• **Work required**: In the data below, which lines contain "struct"? List them by copying each one.

Records from a data source
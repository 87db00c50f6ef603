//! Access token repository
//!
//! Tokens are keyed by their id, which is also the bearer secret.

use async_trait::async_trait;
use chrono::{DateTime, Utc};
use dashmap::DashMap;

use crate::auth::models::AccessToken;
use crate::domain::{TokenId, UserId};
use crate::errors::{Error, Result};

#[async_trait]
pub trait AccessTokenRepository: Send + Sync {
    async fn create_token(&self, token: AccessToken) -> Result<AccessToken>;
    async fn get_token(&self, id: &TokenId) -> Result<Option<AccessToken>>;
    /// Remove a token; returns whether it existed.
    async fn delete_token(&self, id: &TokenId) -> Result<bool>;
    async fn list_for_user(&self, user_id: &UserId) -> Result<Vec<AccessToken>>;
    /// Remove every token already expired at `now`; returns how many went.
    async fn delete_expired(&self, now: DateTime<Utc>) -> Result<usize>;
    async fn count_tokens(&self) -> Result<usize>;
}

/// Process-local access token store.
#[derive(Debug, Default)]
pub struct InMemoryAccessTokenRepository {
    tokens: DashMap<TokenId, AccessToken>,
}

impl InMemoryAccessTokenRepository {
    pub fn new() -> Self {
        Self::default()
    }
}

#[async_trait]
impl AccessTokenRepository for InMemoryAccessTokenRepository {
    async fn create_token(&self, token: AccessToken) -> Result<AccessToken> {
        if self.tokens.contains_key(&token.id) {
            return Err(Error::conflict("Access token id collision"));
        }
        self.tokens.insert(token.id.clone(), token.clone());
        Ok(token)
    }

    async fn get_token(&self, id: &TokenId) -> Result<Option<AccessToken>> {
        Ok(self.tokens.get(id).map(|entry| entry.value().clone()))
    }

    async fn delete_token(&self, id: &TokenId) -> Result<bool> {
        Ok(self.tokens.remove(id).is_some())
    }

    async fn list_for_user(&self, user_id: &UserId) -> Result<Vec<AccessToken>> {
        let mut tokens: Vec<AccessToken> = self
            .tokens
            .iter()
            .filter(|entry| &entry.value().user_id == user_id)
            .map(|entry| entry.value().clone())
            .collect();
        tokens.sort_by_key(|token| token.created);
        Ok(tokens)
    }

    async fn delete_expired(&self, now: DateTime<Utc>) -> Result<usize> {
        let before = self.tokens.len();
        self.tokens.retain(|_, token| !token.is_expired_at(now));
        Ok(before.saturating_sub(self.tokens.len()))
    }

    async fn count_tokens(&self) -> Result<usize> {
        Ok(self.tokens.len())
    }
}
* * *
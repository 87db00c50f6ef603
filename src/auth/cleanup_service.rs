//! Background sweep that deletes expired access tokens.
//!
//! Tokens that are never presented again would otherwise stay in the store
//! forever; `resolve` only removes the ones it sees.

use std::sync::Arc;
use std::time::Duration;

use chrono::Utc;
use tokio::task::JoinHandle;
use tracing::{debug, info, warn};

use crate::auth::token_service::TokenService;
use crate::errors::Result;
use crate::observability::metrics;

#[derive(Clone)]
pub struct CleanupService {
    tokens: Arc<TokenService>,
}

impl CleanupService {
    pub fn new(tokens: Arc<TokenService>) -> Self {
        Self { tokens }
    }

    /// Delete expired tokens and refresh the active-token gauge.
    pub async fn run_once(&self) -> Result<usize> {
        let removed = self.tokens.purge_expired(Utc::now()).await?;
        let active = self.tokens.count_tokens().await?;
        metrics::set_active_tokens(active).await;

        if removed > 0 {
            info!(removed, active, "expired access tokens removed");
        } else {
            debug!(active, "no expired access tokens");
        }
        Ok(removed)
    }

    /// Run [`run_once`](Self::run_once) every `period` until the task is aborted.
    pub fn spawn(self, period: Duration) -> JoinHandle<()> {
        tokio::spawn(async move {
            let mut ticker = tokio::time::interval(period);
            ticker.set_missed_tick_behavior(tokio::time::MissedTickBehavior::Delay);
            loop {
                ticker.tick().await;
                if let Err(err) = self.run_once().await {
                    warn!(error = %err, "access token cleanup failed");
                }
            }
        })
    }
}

• **Your solution**:
pub struct InMemoryAccessTokenRepository {
pub struct CleanupService {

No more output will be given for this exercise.